Ditjen Pajak juga akan melakukan upaya penegakkan hukum (law enforcement) dengan melakukan pencegahan terhadap 500 WP keluar negeri, karena telah menunggak pajak total senilai Rp3,3 triliun serta bekerja sama dengan Bank Indonesia, Otoritas Jasa Keuangan dan aparat hukum terkait hal ini.
Upaya lainnya yang dilakukan Ditjen Pajak adalah dengan memperkuat basis data melalui digitalisasi SPT dan implementasi e-filling serta meningkatkan pelayanan kehumasan diantaranya dengan memberikan penyuluhan dan memberikan apresiasi kepada pembayar pajak teladan.
Secara keseluruhan, dari target pajak non migas dalam RAPBN-Perubahan 2015 yang diusulkan sebesar Rp1.244,7 triliun, sebanyak Rp854,8 triliun berasal dari upaya pelayanan dan kehumasan serta Rp390,2 triliun dari ekstra "effort".
Dari ekstra "effort" tersebut, sebanyak Rp367,7 triliun berasal dari upaya pengawasan dan Rp22,5 triliun dari penegakkan hukum.

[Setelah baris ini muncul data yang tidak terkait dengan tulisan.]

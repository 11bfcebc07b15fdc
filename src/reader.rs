//! Loading and querying recorded sessions
//!
//! This module contains [`Recording`], the in-memory form of a recorded
//! session: an ordered, immutable event sequence loaded from a JSONL
//! artifact, plus pure derived queries over it.
//!
//! # Fault Tolerance
//!
//! [`Recording::load`] parses every non-blank line independently. A line
//! that fails to parse (malformed JSON, unknown or missing `type`
//! discriminator) is skipped with a warning, never fatal: loading a
//! partially corrupted artifact succeeds and yields the well-formed
//! subset. The number of skipped lines is kept for diagnostics.
//!
//! # Ordering
//!
//! Events are kept in artifact line order, which is the write order. By
//! producer contract timestamps are non-decreasing, but the reader never
//! re-sorts; a synthetic artifact with out-of-order timestamps loads in
//! file order.

use crate::error::{Result, UrfError};
use crate::event::{EventKind, MetadataEvent, RecordingEvent};
use std::collections::BTreeMap;
use std::path::Path;

/// A loaded recording: an ordered event sequence with derived queries
#[derive(Debug, Clone, Default)]
pub struct Recording {
    events: Vec<RecordingEvent>,
    skipped_lines: usize,
}

impl Recording {
    /// Load a recording from a JSONL artifact
    ///
    /// Fails with [`UrfError::NotFound`] if the artifact does not exist.
    /// Blank lines are ignored; malformed lines are skipped with a
    /// warning. An artifact containing only blank lines loads as an
    /// empty recording.
    pub fn load(path: impl AsRef<Path>) -> Result<Self> {
        let path = path.as_ref();
        if !path.exists() {
            return Err(UrfError::NotFound {
                path: path.to_path_buf(),
            });
        }

        let content = std::fs::read_to_string(path)?;
        let mut events = Vec::new();
        let mut skipped_lines = 0;

        for (index, line) in content.lines().enumerate() {
            if line.trim().is_empty() {
                continue;
            }

            match serde_json::from_str::<RecordingEvent>(line) {
                Ok(event) => events.push(event),
                Err(e) => {
                    tracing::warn!(
                        path = %path.display(),
                        line = index + 1,
                        "skipping malformed record: {}",
                        e
                    );
                    skipped_lines += 1;
                }
            }
        }

        Ok(Self {
            events,
            skipped_lines,
        })
    }

    /// Create a recording from an already-materialized event sequence
    ///
    /// Useful for synthesizing recordings in tests and for comparing
    /// sequences that never touched disk.
    pub fn from_events(events: Vec<RecordingEvent>) -> Self {
        Self {
            events,
            skipped_lines: 0,
        }
    }

    /// All events, in artifact line order
    pub fn events(&self) -> &[RecordingEvent] {
        &self.events
    }

    /// Iterate over all events in order
    pub fn iter(&self) -> std::slice::Iter<'_, RecordingEvent> {
        self.events.iter()
    }

    /// Number of loaded events
    pub fn len(&self) -> usize {
        self.events.len()
    }

    /// Check if the recording contains no events
    pub fn is_empty(&self) -> bool {
        self.events.is_empty()
    }

    /// Number of lines skipped as malformed during load
    pub fn skipped_lines(&self) -> usize {
        self.skipped_lines
    }

    /// Events of one variant, preserving order
    pub fn of_kind(&self, kind: EventKind) -> impl Iterator<Item = &RecordingEvent> {
        self.events.iter().filter(move |e| e.kind() == kind)
    }

    /// The first metadata event, or `None`
    pub fn metadata(&self) -> Option<&MetadataEvent> {
        self.events.iter().find_map(|e| match e {
            RecordingEvent::Meta(meta) => Some(meta),
            _ => None,
        })
    }

    /// Events whose timestamp falls in `[start, end]`, inclusive
    pub fn events_in_range(&self, start: f64, end: f64) -> impl Iterator<Item = &RecordingEvent> {
        self.events
            .iter()
            .filter(move |e| e.timestamp() >= start && e.timestamp() <= end)
    }

    /// Total duration: the maximum timestamp across all events, or 0 for
    /// an empty recording
    pub fn duration(&self) -> f64 {
        if self.events.is_empty() {
            return 0.0;
        }
        self.events
            .iter()
            .map(RecordingEvent::timestamp)
            .fold(f64::NEG_INFINITY, f64::max)
    }

    /// Occurrence count per observed discriminator
    ///
    /// Keys are only the discriminators that actually occur; an empty
    /// recording yields an empty map.
    pub fn event_counts(&self) -> BTreeMap<String, usize> {
        let mut counts = BTreeMap::new();
        for event in &self.events {
            *counts.entry(event.kind().as_str().to_string()).or_insert(0) += 1;
        }
        counts
    }
}

impl<'a> IntoIterator for &'a Recording {
    type Item = &'a RecordingEvent;
    type IntoIter = std::slice::Iter<'a, RecordingEvent>;

    fn into_iter(self) -> Self::IntoIter {
        self.events.iter()
    }
}
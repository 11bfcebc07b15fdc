//! Session recorder for capturing typed event streams
//!
//! This module contains the [`UniversalRecorder`], which owns the session
//! lifecycle and appends events to per-session JSONL artifacts.
//!
//! # Session Lifecycle
//!
//! A session is created by [`UniversalRecorder::start_recording`], mutated
//! by every [`UniversalRecorder::record_event`] and destroyed by
//! [`UniversalRecorder::stop_recording`], which flushes and releases the
//! file handle and returns the artifact path. A session id may not be
//! started twice while active, and operations on an unknown session id
//! fail with [`UrfError::NoActiveSession`].
//!
//! # Concurrency
//!
//! The active-session table is the only shared mutable state. All
//! operations take the registry lock for the duration of their table
//! access; `record_event` keeps it across the lookup-and-write sequence,
//! so writes to the same session never interleave and no event is lost.
//! Each write is flushed before the lock is released, keeping the artifact
//! durably consistent with the in-memory state.
//!
//! # Example
//!
//! ```no_run
//! use urf_rs::event::{OutputEvent, RecordingEvent, RecordingMetadata, TerminalOutputData};
//! use urf_rs::recorder::UniversalRecorder;
//!
//! # fn main() -> urf_rs::Result<()> {
//! let recorder = UniversalRecorder::new("recordings/urf")?;
//! recorder.start_recording("demo", RecordingMetadata::new("demo"))?;
//!
//! let event = RecordingEvent::Output(
//!     OutputEvent::new(0.1, TerminalOutputData::text("Hello, URF!\n").into())
//!         .with_stream("terminal"),
//! );
//! recorder.record_event("demo", &event)?;
//!
//! let path = recorder.stop_recording("demo")?;
//! println!("recorded to {}", path.display());
//! # Ok(())
//! # }
//! ```

use crate::config::RecorderConfig;
use crate::error::{Result, UrfError};
use crate::event::{MetadataEvent, RecordingEvent, RecordingMetadata};
use chrono::{DateTime, Utc};
use std::collections::HashMap;
use std::fs::File;
use std::io::Write;
use std::path::{Path, PathBuf};
use std::sync::{Mutex, MutexGuard};

/// An active recording session
#[derive(Debug)]
struct RecordingSession {
    file: File,
    path: PathBuf,
    started: DateTime<Utc>,
    event_count: u64,
}

impl RecordingSession {
    /// Append one serialized event line and flush it to the artifact
    fn write_line(&mut self, event: &RecordingEvent) -> Result<()> {
        let json = serde_json::to_string(event)?;
        self.file.write_all(json.as_bytes())?;
        self.file.write_all(b"\n")?;
        self.file.flush()?;
        Ok(())
    }
}

/// Records typed events to per-session JSONL artifacts
///
/// The recorder is safe to share across threads (`&self` operations
/// behind a registry mutex); wrap it in an `Arc` to record from multiple
/// producers. Dropping the recorder closes every open session handle.
#[derive(Debug)]
pub struct UniversalRecorder {
    recordings_dir: PathBuf,
    sessions: Mutex<HashMap<String, RecordingSession>>,
}

impl UniversalRecorder {
    /// Create a recorder writing artifacts into `recordings_dir`
    ///
    /// The directory (and any missing parents) is created if absent.
    pub fn new(recordings_dir: impl Into<PathBuf>) -> Result<Self> {
        let recordings_dir = recordings_dir.into();
        std::fs::create_dir_all(&recordings_dir)?;
        Ok(Self {
            recordings_dir,
            sessions: Mutex::new(HashMap::new()),
        })
    }

    /// Create a recorder from a [`RecorderConfig`]
    pub fn with_config(config: &RecorderConfig) -> Result<Self> {
        Self::new(&config.recordings_dir)
    }

    /// Directory artifacts are written to
    pub fn recordings_dir(&self) -> &Path {
        &self.recordings_dir
    }

    /// Start a new recording session
    ///
    /// Creates the artifact, writes the metadata event as its first line
    /// with `t = 0` and registers the session as active. Fails with
    /// [`UrfError::AlreadyRecording`] if the session id is active; the
    /// existing session and its artifact are left untouched.
    pub fn start_recording(&self, session_id: &str, metadata: RecordingMetadata) -> Result<()> {
        let mut sessions = self.sessions();
        if sessions.contains_key(session_id) {
            return Err(UrfError::AlreadyRecording {
                session_id: session_id.to_string(),
            });
        }

        let started = Utc::now();
        let file_name = format!(
            "session-{}-{}.urf.jsonl",
            session_id,
            started.format("%Y%m%d-%H%M%S")
        );
        let path = self.recordings_dir.join(file_name);
        let file = File::create(&path)?;

        let mut session = RecordingSession {
            file,
            path,
            started,
            event_count: 0,
        };
        session.write_line(&RecordingEvent::Meta(MetadataEvent::new(metadata)))?;

        tracing::debug!(
            session_id,
            path = %session.path.display(),
            "recording started"
        );
        sessions.insert(session_id.to_string(), session);
        Ok(())
    }

    /// Record an event to an active session
    ///
    /// Appends one serialized line to the session artifact and flushes it
    /// immediately. Fails with [`UrfError::NoActiveSession`] if the
    /// session id is not active. Timestamps are taken from the event as
    /// supplied by the producer; the recorder never assigns or normalizes
    /// them.
    pub fn record_event(&self, session_id: &str, event: &RecordingEvent) -> Result<()> {
        let mut sessions = self.sessions();
        let session =
            sessions
                .get_mut(session_id)
                .ok_or_else(|| UrfError::NoActiveSession {
                    session_id: session_id.to_string(),
                })?;

        session.write_line(event)?;
        session.event_count += 1;
        Ok(())
    }

    /// Stop a recording session
    ///
    /// Removes the session from the active set, flushes and releases the
    /// file handle, and returns the artifact path. Fails with
    /// [`UrfError::NoActiveSession`] if the session id is not active;
    /// stopping twice fails the same way the second time.
    pub fn stop_recording(&self, session_id: &str) -> Result<PathBuf> {
        let mut session = {
            let mut sessions = self.sessions();
            sessions
                .remove(session_id)
                .ok_or_else(|| UrfError::NoActiveSession {
                    session_id: session_id.to_string(),
                })?
        };

        session.file.flush()?;
        tracing::debug!(
            session_id,
            events = session.event_count,
            duration_s = (Utc::now() - session.started).num_milliseconds() as f64 / 1000.0,
            "recording stopped"
        );
        Ok(session.path)
    }

    /// Check if a session is currently recording
    ///
    /// Pure query, never fails.
    pub fn is_recording(&self, session_id: &str) -> bool {
        self.sessions().contains_key(session_id)
    }

    /// Number of events recorded to an active session, excluding the
    /// metadata event, or `None` if the session is not active
    pub fn event_count(&self, session_id: &str) -> Option<u64> {
        self.sessions().get(session_id).map(|s| s.event_count)
    }

    /// Ids of all currently active sessions, in unspecified order
    pub fn active_sessions(&self) -> Vec<String> {
        self.sessions().keys().cloned().collect()
    }

    /// A poisoned registry lock only means another writer panicked
    /// mid-operation; the table itself is still consistent, so recover
    /// the guard rather than propagating the poison.
    fn sessions(&self) -> MutexGuard<'_, HashMap<String, RecordingSession>> {
        self.sessions.lock().unwrap_or_else(|e| e.into_inner())
    }
}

Sedangkan dari upaya pengawasan, sebesar Rp73,5 triliun berasal dari upaya pemeriksaan, Rp40 triliun dari WP non Karyawan dan Rp254,2 triliun dari WP Badan.
Sementara, target penerimaan perpajakan dalam RAPBN-Perubahan 2015 adalah sebesar Rp1.484,6 triliun yang terdiri atas pajak non migas Rp1.244,7 triliun, kepabeanan dan cukai Rp188,9 triliun serta PPh migas Rp50,9 triliun.
Komisi XI dalam kesimpulan rapat kerja menyetujui usulan target penerimaan perpajakan itu serta mendukung upaya penguatan teknologi informasi, sumber daya manusia, penambahan anggaran maupun insentif dan menolak moratorium pegawai pajak dan bea cukai, agar optimalisasi dapat tercapai.